Task to carry out
Within the data below, copy each line where the string "Approved" is found.
-------- Excerpted records --------
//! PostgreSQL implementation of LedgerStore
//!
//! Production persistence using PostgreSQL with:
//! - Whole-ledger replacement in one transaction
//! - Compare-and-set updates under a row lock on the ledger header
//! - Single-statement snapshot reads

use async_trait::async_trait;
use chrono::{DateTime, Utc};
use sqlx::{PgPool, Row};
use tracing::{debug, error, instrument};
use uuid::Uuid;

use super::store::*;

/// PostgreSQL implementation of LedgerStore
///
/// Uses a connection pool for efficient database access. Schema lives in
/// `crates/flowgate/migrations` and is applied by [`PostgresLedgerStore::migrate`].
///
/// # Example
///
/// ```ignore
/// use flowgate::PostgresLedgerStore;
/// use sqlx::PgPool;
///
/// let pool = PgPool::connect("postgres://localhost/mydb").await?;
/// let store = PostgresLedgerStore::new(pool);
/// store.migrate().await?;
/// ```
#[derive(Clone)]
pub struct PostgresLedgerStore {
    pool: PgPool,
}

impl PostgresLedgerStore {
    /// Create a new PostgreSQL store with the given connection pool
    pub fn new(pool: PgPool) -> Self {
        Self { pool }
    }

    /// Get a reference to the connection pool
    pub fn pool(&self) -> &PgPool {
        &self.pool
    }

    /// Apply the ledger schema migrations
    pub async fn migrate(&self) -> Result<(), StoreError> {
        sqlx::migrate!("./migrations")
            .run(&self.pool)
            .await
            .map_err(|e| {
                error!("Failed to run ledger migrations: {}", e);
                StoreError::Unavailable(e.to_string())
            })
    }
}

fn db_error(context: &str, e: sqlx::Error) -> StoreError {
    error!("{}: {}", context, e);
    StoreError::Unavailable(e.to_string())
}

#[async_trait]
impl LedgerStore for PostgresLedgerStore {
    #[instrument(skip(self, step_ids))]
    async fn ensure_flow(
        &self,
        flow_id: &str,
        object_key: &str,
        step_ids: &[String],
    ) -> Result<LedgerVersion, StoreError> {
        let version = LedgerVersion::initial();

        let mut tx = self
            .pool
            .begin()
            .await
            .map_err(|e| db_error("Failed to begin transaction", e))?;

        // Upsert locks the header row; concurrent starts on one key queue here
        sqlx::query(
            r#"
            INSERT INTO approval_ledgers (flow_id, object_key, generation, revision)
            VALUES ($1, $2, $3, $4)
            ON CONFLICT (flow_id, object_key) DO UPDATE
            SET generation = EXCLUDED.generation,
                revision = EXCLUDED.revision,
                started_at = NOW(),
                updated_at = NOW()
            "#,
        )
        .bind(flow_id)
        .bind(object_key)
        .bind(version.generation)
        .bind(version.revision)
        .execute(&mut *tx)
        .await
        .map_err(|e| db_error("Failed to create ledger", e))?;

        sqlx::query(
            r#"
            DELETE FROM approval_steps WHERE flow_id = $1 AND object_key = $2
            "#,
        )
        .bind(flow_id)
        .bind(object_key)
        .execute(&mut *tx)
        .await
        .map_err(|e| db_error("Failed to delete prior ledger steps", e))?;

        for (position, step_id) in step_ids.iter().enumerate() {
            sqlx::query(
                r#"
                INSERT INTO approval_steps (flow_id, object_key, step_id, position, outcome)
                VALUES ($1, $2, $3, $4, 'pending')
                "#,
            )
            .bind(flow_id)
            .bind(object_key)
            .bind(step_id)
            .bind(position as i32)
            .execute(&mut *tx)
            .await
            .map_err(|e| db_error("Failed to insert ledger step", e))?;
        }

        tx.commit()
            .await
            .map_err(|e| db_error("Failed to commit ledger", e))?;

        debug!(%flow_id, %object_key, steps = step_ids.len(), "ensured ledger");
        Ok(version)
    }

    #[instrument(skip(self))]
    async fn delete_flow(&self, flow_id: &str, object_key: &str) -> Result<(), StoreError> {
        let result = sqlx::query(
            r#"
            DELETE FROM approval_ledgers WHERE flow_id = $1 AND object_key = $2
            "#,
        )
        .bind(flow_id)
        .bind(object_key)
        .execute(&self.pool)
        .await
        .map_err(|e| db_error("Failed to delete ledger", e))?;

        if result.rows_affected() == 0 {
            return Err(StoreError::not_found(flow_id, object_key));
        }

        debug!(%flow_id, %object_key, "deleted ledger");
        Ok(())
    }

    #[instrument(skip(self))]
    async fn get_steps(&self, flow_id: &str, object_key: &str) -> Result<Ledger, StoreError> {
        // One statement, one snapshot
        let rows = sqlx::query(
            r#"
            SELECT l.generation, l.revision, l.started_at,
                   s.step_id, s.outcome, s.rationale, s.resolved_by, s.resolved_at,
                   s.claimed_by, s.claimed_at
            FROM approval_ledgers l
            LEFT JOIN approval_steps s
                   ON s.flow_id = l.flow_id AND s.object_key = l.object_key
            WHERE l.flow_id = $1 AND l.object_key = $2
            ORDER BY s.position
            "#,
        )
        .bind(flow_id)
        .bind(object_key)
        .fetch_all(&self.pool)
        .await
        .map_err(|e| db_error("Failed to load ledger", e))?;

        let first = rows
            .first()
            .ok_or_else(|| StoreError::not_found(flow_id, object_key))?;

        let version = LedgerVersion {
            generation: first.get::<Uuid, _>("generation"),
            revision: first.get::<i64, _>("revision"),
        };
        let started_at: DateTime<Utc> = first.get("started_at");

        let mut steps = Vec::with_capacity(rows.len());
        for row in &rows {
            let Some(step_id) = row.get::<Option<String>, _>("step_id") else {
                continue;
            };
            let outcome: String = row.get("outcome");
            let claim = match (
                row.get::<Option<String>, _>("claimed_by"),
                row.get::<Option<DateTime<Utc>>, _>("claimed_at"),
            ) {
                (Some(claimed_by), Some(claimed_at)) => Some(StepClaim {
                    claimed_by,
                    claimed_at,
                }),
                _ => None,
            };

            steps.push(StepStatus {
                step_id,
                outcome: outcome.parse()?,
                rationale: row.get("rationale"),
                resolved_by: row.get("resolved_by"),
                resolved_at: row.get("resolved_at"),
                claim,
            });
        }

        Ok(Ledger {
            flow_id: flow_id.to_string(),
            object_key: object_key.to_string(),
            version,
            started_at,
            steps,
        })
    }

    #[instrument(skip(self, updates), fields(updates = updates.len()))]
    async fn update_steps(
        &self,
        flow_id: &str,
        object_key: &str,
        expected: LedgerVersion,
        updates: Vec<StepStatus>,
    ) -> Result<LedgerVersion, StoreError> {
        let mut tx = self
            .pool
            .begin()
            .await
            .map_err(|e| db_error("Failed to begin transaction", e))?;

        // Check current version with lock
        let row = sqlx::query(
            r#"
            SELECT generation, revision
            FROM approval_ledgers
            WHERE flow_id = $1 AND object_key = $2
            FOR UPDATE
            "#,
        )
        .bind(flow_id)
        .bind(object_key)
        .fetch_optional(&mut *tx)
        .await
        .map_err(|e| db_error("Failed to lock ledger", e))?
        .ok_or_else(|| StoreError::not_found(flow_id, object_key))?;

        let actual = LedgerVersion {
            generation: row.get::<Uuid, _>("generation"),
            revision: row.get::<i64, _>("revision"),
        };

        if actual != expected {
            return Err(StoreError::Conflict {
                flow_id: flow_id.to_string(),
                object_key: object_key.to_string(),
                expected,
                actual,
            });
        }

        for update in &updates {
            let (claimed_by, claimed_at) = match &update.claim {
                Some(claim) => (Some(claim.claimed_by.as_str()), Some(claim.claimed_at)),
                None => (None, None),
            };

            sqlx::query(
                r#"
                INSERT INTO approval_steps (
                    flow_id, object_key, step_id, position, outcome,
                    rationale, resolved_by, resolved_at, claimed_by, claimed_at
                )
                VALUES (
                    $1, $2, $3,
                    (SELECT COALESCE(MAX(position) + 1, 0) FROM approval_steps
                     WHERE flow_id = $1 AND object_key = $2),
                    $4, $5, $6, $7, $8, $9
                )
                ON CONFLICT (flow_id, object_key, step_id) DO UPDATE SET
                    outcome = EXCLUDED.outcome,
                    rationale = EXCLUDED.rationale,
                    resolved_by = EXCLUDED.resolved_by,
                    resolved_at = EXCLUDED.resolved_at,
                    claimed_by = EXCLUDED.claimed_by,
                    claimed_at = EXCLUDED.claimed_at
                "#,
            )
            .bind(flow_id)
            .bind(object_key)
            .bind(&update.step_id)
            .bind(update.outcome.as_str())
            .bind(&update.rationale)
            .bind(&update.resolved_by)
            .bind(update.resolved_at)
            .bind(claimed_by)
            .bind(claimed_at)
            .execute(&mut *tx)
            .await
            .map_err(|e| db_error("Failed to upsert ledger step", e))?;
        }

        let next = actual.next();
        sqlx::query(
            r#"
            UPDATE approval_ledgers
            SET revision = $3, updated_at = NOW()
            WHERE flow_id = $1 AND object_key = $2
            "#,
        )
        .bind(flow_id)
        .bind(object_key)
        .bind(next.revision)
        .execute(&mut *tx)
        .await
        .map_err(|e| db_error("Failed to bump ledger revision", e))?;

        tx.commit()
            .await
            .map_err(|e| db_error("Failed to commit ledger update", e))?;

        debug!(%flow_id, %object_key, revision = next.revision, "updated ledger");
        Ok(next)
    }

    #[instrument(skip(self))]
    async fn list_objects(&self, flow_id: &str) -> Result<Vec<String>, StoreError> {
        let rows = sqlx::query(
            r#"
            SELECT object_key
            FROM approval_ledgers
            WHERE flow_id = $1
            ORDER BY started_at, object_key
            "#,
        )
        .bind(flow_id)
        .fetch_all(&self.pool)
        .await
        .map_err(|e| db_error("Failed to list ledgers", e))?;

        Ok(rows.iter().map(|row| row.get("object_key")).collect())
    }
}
--------
-------- Excerpted records --------
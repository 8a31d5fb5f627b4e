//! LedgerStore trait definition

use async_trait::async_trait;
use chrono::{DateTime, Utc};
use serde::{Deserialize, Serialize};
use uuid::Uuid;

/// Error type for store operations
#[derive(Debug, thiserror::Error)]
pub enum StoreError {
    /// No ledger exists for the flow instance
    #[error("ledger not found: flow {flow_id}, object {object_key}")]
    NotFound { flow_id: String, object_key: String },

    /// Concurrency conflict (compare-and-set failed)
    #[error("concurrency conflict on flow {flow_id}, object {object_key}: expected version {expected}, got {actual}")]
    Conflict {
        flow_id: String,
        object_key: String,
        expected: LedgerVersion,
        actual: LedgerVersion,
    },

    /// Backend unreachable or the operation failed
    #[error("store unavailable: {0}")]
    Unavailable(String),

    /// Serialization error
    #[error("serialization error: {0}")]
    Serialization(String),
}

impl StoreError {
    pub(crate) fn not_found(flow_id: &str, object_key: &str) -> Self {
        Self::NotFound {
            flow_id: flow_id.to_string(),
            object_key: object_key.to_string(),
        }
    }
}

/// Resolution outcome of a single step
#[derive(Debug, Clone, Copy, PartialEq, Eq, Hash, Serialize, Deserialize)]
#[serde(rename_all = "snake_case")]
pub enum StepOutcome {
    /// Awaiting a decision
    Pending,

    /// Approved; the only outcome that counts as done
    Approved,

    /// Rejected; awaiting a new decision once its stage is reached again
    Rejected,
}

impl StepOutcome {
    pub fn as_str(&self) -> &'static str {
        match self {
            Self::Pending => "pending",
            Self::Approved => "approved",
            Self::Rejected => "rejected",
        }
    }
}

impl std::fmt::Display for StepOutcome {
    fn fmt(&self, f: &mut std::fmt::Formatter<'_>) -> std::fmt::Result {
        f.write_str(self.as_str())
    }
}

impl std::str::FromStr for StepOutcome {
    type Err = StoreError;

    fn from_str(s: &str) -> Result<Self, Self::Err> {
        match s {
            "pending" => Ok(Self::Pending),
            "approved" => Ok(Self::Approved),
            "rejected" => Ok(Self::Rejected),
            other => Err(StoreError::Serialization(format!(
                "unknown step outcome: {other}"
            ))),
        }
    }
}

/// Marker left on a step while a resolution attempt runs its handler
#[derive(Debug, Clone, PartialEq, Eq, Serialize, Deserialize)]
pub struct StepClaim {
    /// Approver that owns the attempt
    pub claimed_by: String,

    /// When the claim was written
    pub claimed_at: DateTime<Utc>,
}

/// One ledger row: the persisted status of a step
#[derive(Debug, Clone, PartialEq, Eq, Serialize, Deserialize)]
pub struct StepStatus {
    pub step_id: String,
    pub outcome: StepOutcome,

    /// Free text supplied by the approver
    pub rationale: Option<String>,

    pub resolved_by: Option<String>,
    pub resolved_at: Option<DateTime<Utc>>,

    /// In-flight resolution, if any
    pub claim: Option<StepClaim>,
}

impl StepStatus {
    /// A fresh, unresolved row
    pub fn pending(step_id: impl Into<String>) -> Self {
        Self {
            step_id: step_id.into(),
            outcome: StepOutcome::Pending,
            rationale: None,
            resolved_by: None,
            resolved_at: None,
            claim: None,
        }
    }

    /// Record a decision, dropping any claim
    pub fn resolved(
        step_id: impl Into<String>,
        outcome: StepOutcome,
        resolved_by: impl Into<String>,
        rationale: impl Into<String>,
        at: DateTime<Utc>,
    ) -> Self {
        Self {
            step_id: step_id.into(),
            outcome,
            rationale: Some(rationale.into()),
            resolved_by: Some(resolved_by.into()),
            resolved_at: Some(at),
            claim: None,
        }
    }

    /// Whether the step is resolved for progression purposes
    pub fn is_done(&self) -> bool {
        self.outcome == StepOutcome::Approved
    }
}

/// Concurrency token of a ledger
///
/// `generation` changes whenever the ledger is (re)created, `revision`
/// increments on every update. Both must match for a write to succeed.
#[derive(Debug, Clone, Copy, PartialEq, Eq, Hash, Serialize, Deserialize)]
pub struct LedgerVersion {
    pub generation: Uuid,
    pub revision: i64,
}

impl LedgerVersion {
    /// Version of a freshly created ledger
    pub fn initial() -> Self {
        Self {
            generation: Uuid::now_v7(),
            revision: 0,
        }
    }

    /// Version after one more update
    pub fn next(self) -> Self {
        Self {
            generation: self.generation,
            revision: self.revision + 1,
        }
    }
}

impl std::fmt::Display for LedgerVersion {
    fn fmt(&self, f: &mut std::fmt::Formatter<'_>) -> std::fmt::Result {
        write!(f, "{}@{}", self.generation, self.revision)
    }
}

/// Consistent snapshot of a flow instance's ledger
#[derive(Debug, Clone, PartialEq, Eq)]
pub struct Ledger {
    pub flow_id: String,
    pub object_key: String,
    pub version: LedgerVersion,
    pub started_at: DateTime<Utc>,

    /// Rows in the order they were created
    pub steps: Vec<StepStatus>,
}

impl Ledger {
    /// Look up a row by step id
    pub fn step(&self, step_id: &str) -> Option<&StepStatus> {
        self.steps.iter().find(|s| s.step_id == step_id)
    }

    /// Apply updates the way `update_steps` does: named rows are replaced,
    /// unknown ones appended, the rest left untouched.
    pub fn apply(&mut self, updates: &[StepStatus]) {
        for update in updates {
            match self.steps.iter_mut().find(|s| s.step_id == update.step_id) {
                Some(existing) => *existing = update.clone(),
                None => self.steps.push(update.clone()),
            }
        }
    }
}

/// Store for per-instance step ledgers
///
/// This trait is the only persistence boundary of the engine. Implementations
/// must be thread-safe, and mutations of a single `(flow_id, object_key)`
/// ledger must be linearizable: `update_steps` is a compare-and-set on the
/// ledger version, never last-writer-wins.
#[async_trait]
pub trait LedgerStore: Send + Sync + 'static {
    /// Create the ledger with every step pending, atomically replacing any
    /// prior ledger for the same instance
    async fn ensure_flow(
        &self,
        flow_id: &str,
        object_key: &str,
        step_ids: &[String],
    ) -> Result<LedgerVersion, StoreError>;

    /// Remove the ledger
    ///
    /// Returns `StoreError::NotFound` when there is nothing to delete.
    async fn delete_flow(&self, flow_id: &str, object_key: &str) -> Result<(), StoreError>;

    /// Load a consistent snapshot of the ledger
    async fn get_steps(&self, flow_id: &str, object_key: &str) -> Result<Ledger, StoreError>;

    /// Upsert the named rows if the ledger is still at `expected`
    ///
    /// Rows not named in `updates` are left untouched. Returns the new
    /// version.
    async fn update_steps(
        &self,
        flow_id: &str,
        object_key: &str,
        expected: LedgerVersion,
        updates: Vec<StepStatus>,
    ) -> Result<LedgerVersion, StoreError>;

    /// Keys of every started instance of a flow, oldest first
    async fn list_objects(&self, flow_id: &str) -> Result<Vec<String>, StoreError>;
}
--------
Answer to this exercise
    /// Approved; the only outcome that counts as done
    Approved,
            Self::Approved => "approved",
            "approved" => Ok(Self::Approved),
        self.outcome == StepOutcome::Approved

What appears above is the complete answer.